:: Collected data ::
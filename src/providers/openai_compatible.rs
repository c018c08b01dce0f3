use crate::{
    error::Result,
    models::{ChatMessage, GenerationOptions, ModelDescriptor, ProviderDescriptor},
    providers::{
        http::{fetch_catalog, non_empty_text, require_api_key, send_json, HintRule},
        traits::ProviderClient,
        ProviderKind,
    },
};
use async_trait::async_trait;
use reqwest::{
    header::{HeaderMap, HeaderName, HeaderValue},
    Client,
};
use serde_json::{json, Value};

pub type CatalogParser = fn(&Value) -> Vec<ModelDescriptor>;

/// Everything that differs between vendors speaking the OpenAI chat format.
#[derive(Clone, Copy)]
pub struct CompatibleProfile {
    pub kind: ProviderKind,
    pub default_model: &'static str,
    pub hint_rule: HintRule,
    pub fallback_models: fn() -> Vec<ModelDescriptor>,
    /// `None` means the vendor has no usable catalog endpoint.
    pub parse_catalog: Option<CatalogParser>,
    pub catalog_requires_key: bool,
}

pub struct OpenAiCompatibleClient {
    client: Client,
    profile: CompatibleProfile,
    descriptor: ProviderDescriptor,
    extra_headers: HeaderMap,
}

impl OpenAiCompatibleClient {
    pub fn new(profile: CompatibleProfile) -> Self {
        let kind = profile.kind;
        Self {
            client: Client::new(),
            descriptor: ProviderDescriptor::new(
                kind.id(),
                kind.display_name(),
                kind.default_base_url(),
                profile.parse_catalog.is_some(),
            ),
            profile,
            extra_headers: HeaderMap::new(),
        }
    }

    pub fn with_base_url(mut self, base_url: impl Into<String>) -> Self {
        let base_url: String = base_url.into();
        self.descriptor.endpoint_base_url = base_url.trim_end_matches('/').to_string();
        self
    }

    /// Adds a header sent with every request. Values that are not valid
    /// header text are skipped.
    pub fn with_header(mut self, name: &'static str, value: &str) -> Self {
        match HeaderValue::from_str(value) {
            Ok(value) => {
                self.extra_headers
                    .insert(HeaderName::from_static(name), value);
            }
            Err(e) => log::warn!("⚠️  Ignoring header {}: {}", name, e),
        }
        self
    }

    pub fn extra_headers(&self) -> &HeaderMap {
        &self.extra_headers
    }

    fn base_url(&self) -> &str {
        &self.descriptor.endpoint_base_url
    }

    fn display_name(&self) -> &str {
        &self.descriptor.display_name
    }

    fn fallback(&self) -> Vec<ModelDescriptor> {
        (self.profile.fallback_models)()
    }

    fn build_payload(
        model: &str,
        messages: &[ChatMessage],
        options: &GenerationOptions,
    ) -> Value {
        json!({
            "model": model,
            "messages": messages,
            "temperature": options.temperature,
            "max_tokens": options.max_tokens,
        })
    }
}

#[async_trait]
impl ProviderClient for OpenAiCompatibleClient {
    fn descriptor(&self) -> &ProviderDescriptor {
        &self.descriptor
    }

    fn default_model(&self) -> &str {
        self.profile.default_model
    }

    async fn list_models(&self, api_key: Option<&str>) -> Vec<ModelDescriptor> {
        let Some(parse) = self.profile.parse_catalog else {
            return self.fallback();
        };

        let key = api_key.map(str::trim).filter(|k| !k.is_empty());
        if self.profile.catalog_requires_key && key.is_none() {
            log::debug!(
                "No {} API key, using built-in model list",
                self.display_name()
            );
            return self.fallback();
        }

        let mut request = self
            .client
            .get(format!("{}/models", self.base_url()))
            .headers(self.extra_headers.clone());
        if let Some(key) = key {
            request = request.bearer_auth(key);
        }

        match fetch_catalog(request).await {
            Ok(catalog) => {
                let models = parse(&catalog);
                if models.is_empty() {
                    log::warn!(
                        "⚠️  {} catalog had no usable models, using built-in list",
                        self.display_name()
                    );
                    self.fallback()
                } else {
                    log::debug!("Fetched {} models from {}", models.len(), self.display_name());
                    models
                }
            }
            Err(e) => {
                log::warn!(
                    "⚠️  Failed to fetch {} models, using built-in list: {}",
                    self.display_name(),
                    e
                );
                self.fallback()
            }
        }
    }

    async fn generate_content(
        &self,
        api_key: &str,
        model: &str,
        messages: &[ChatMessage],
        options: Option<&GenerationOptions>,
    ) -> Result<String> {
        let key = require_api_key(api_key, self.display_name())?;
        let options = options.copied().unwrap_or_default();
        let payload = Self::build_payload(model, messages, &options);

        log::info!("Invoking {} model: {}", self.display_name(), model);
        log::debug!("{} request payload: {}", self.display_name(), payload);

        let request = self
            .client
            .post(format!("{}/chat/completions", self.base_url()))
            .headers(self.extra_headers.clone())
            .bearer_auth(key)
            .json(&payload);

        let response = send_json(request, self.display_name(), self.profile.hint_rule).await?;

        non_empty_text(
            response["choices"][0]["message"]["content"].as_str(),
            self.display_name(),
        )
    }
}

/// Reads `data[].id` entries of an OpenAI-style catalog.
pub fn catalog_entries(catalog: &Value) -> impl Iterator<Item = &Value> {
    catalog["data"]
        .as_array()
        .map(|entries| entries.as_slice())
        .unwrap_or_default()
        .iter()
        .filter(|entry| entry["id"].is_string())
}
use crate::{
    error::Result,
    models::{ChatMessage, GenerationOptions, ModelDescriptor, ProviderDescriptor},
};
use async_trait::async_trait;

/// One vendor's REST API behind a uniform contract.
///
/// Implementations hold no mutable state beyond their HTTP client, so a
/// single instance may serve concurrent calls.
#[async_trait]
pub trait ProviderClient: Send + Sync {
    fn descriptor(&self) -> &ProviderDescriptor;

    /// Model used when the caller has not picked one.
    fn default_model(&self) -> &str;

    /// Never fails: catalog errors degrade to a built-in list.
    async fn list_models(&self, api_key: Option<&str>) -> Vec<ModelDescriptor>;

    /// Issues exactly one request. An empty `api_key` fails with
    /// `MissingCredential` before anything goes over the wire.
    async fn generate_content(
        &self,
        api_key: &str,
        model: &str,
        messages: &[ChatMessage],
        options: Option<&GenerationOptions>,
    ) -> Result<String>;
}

:: WHAT NEEDS TO BE DONE ::
Copy out each line of the data that has the word "HeaderName" in it.

:: WRITTEN ANSWER ::
    header::{HeaderMap, HeaderName, HeaderValue},
                    .insert(HeaderName::from_static(name), value);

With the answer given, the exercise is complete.